Модель и ее настройки
Перед тем как принять решение, следует провести лучшее понимание того, как ваша модель ведет себя. Вы можете использовать разные алгоритмы и проводить их сравнение:
-
Сложные алгоритмы: Попробуйте использовать более сложные модели, такие как случайный лес, градиентный бустинг или нейронные сети. Эти модели могут лучше справляться с высокоразмерными данными и сложными паттернами.
-
Кросс-валидация: Использование кросс-валидации может помочь вам лучше оценить качество модели и избежать проблем с переобучением.

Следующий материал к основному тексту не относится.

//! Driver name → constructor map, used when rebuilding graphs from documents.

use super::demo::{self, DemoOscilloscope};
use super::Instrument;
use crate::error::{Result, ScopeError};
use std::collections::BTreeMap;
use std::sync::Arc;

/// Builds an instrument from its saved name and connection string
pub type InstrumentConstructor = fn(name: &str, connection: &str) -> Result<Arc<dyn Instrument>>;

#[derive(Debug, Clone, Default)]
pub struct InstrumentFactory {
    drivers: BTreeMap<String, InstrumentConstructor>,
}

fn create_demo(name: &str, _connection: &str) -> Result<Arc<dyn Instrument>> {
    Ok(Arc::new(DemoOscilloscope::new(name)))
}

impl InstrumentFactory {
    pub fn new() -> Self {
        Self::default()
    }

    /// Factory knowing the drivers shipped with the crate
    pub fn with_builtins() -> Self {
        let mut factory = Self::new();
        factory.register(demo::DRIVER_NAME, create_demo);
        factory
    }

    pub fn register(&mut self, driver: impl Into<String>, constructor: InstrumentConstructor) {
        let driver = driver.into();
        if self.drivers.insert(driver.clone(), constructor).is_some() {
            tracing::warn!("Driver '{}' registered twice; keeping the later constructor", driver);
        }
    }

    pub fn contains(&self, driver: &str) -> bool {
        self.drivers.contains_key(driver)
    }

    pub fn drivers(&self) -> impl Iterator<Item = &str> {
        self.drivers.keys().map(String::as_str)
    }

    pub fn create(&self, driver: &str, name: &str, connection: &str) -> Result<Arc<dyn Instrument>> {
        let constructor = self
            .drivers
            .get(driver)
            .ok_or_else(|| ScopeError::Unsupported(format!("no driver named '{}'", driver)))?;
        constructor(name, connection)
    }
}

#[cfg(test)]
mod tests {
    use super::*;

    #[test]
    fn test_demo_driver_is_builtin() {
        let factory = InstrumentFactory::with_builtins();
        let scope = factory.create("demo", "bench", "").unwrap();
        assert_eq!(scope.name(), "bench");
        assert_eq!(scope.driver_name(), "demo");
        assert!(factory.drivers().eq(["demo"]));
    }

    #[test]
    fn test_unknown_driver() {
        let factory = InstrumentFactory::with_builtins();
        assert!(matches!(
            factory.create("lecroy", "x", "10.0.0.1"),
            Err(ScopeError::Unsupported(_))
        ));
    }
}
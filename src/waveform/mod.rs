//! Waveform data model.
//!
//! A waveform is an ordered sample sequence plus a [`WaveformHeader`]. The
//! layout is either uniform (offsets implicit) or sparse (explicit offsets
//! and durations in units of `timescale`). Concrete combinations are
//! gathered in the tagged [`Waveform`] enum; [`AnalogView`] and
//! [`DigitalView`] let code read either layout through one interface.

pub mod edges;
pub mod protocol;
pub mod sparams;

pub use protocol::{AnyProtocolWaveform, ProtocolSymbol, ProtocolWaveform, StandardColor};

use crate::buffer::AcceleratedBuffer;
use crate::compute::{ComputeDevice, DeviceElement};
use crate::error::{Result, ScopeError};
use chrono::{DateTime, TimeZone, Utc};
use std::sync::Arc;

/// Femtoseconds in one second
pub const FS_PER_SECOND: i64 = 1_000_000_000_000_000;

/// Timescale (femtoseconds per sample) for a sample rate in Hz
pub fn timescale_for_rate(sample_rate_hz: f64) -> i64 {
    if sample_rate_hz <= 0.0 {
        return 1;
    }
    ((FS_PER_SECOND as f64) / sample_rate_hz).round().max(1.0) as i64
}

/// Waveform annotation bits
#[derive(Debug, Clone, Copy, PartialEq, Eq, Default, Hash)]
pub struct WaveformFlags(pub u8);

impl WaveformFlags {
    /// Some samples hit the ADC limits
    pub const CLIPPING: WaveformFlags = WaveformFlags(0x01);

    pub fn contains(self, other: WaveformFlags) -> bool {
        self.0 & other.0 == other.0
    }

    pub fn insert(&mut self, other: WaveformFlags) {
        self.0 |= other.0;
    }
}

/// Metadata shared by every waveform layout
#[derive(Debug, Clone, PartialEq, Eq)]
pub struct WaveformHeader {
    /// Femtoseconds (or X-axis units) per offset unit
    pub timescale: i64,
    /// Wall-clock start, whole seconds since the Unix epoch
    pub start_timestamp: i64,
    /// Sub-second part of the start, in femtoseconds
    pub start_femtoseconds: i64,
    /// Offset of sample zero from the trigger, always femtoseconds
    pub trigger_phase: i64,
    pub revision: u64,
    pub flags: WaveformFlags,
}

impl Default for WaveformHeader {
    fn default() -> Self {
        Self {
            timescale: 1,
            start_timestamp: 0,
            start_femtoseconds: 0,
            trigger_phase: 0,
            revision: 0,
            flags: WaveformFlags::default(),
        }
    }
}

impl WaveformHeader {
    pub fn with_timescale(timescale: i64) -> Self {
        Self {
            timescale,
            ..Self::default()
        }
    }

    /// Copy timescale, start time and trigger phase from another header
    pub fn copy_timebase_from(&mut self, other: &WaveformHeader) {
        self.timescale = other.timescale;
        self.start_timestamp = other.start_timestamp;
        self.start_femtoseconds = other.start_femtoseconds;
        self.trigger_phase = other.trigger_phase;
    }

    /// Stamp the start time with the current wall clock
    pub fn stamp_now(&mut self) {
        let now = Utc::now();
        self.start_timestamp = now.timestamp();
        self.start_femtoseconds = now.timestamp_subsec_nanos() as i64 * 1_000_000;
    }

    pub fn start_time(&self) -> Option<DateTime<Utc>> {
        let nanos = (self.start_femtoseconds / 1_000_000).clamp(0, 999_999_999) as u32;
        Utc.timestamp_opt(self.start_timestamp, nanos).single()
    }
}
/// Decode one frame starting at the SOF edge. Returns where the frame ended.
fn decode_frame(
    out: &mut ProtocolWaveform<CanSymbol>,
    view: DigitalView<'_>,
    edges: &[i64],
    first_edge: usize,
    bit_fs: i64,
) -> std::result::Result<i64, FrameEnd> {
    let mut r = FrameReader {
        bits: BitReader {
            view,
            edges,
            next_edge: first_edge,
            bit_fs,
            bit_start: edges[first_edge],
        },
        run_level: true,
        run_len: 0,
        crc: Crc15::default(),
        crc_active: true,
    };

    let sof = r.stuffed_bit()?;
    out.push(sof.start, sof.end - sof.start, CanSymbol::Sof);

    let (id_start, id_end, base_id) = r.field(11)?;
    let (rtr_start, rtr_end, rtr_or_srr) = r.field(1)?;
    let (ide_start, _, ide) = r.field(1)?;

    let (rtr, r0_start, r0_end, r0) = if ide == 1 {
        let (_, ext_end, ext) = r.field(18)?;
        out.push(
            id_start,
            ext_end - id_start,
            CanSymbol::Id {
                id: (base_id << 18) | ext,
                extended: true,
            },
        );
        let (s, e, v) = r.field(1)?;
        out.push(s, e - s, CanSymbol::Rtr(v == 1));
        // r1 and r0 shown as one reserved field
        let (rs, re, reserved) = r.field(2)?;
        (v == 1, rs, re, reserved != 0)
    } else {
        out.push(
            id_start,
            id_end - id_start,
            CanSymbol::Id {
                id: base_id,
                extended: false,
            },
        );
        out.push(rtr_start, rtr_end - rtr_start, CanSymbol::Rtr(rtr_or_srr == 1));
        // IDE is folded into the reserved field for base frames
        let (_, e, v) = r.field(1)?;
        (rtr_or_srr == 1, ide_start, e, v == 1)
    };
    out.push(r0_start, r0_end - r0_start, CanSymbol::R0(r0));

    let (s, e, dlc) = r.field(4)?;
    out.push(s, e - s, CanSymbol::Dlc(dlc as u8));

    if !rtr {
        for _ in 0..dlc.min(8) {
            let (s, e, byte) = r.field(8)?;
            out.push(s, e - s, CanSymbol::Data(byte as u8));
        }
    }

    let expected = r.crc.value();
    r.crc_active = false;
    let (s, e, crc) = r.field(15)?;
    r.finish_stuffing()?;
    out.push(s, e - s, CanSymbol::Crc {
        value: crc as u16,
        ok: crc as u16 == expected,
    });

    let delim = r.fixed_bit()?;
    out.push(delim.start, delim.end - delim.start, CanSymbol::CrcDelim(delim.level));
    let ack = r.fixed_bit()?;
    out.push(ack.start, ack.end - ack.start, CanSymbol::Ack(!ack.level));
    let delim = r.fixed_bit()?;
    out.push(delim.start, delim.end - delim.start, CanSymbol::AckDelim(delim.level));

    let first = r.fixed_bit()?;
    let mut eof_ok = first.level;
    let mut end = first.end;
    for _ in 1..EOF_BITS {
        let b = r.fixed_bit()?;
        eof_ok &= b.level;
        end = b.end;
    }
    out.push(first.start, end - first.start, CanSymbol::Eof(eof_ok));
    Ok(end)
}

/// Decode every frame in `view` at `bit_rate` bits per second
pub fn decode(view: DigitalView<'_>, bit_rate: f64) -> Result<ProtocolWaveform<CanSymbol>> {
    if bit_rate.is_nan() || bit_rate <= 0.0 {
        return Err(ScopeError::InvalidParameter(format!("bit rate must be positive, got {}", bit_rate)));
    }
    let bit_fs = (FS_PER_SECOND as f64 / bit_rate).round() as i64;
    let per_sample = view.duration_scaled(0).max(1);
    if bit_fs < 2 * per_sample {
        return Err(ScopeError::InvalidInput(format!(
            "bit time of {} fs is under two samples",
            bit_fs
        )));
    }

    let mut out = ProtocolWaveform::new(1);
    out.header.copy_timebase_from(view.header());
    out.header.timescale = 1;
    out.header.trigger_phase = 0;

    let edges = find_edges(view, EdgeKind::Both);
    let mut idx = 0;
    while idx < edges.len() {
        // SOF is a recessive-to-dominant transition
        if view.value_at(edges[idx]) != Some(false) {
            idx += 1;
            continue;
        }
        match decode_frame(&mut out, view, &edges, idx, bit_fs) {
            Ok(end) => idx = edges.partition_point(|&e| e < end),
            Err(FrameEnd::StuffError { at, end }) => {
                out.push(at, end - at, CanSymbol::StuffError);
                idx = edges.partition_point(|&e| e < end);
            }
            Err(FrameEnd::Truncated) => break,
        }
    }
    out.mark_modified_from_cpu();
    Ok(out)
}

3. Улучшение качества данных
Очистка данных
Согласно вашему коду, вы обрабатываете пропуски заменяя их на нули, однако стоит удостовериться, что данные не содержат выбросов или аномалий.
Снижение размерности
Если у вас слишком много признаков, это может привести к проблемам с переобучением модели и плохой обобщающей способности. Рассмотрите возможность использования методов снижения размерности, таких как PCA (метод главных компонент) или t-SNE.
Выбор признаков
Попробуйте выполнить отбор признаков (feature selection), чтобы определить, какие именно признаки влияют на предсказание, а какие нет. Это может помочь повысить производительность модели и улучшить интерпретацию результатов.
4. Оценка модели
Метрики
Обязательно ориентируйтесь на различные метрики оценки, такие как F1-мера, поскольку точность может быть вводящей в заблуждение при работе с несбалансированными классами.
Улучшение отчетности
Ваш код выводит confusion matrix, что является отличным шагом. Используйте эту информацию для анализа, какие классы чаще всего путаются, и решите, как можно улучшить их представление.
Заключение
Итак, чтобы повысить точность ваших предсказаний, стоит рассмотреть улучшение моделей, обработку данных, использование кросс-валидации и оптимизацию алгоритмов. Начните с анализа текущего состояния, используя прокладывающие методы и комбинируйте алгоритмы для достижения лучших результатов. Удачи в вашем медицинском исследовании, и не стесняйтесь экспериментировать с различными настройками!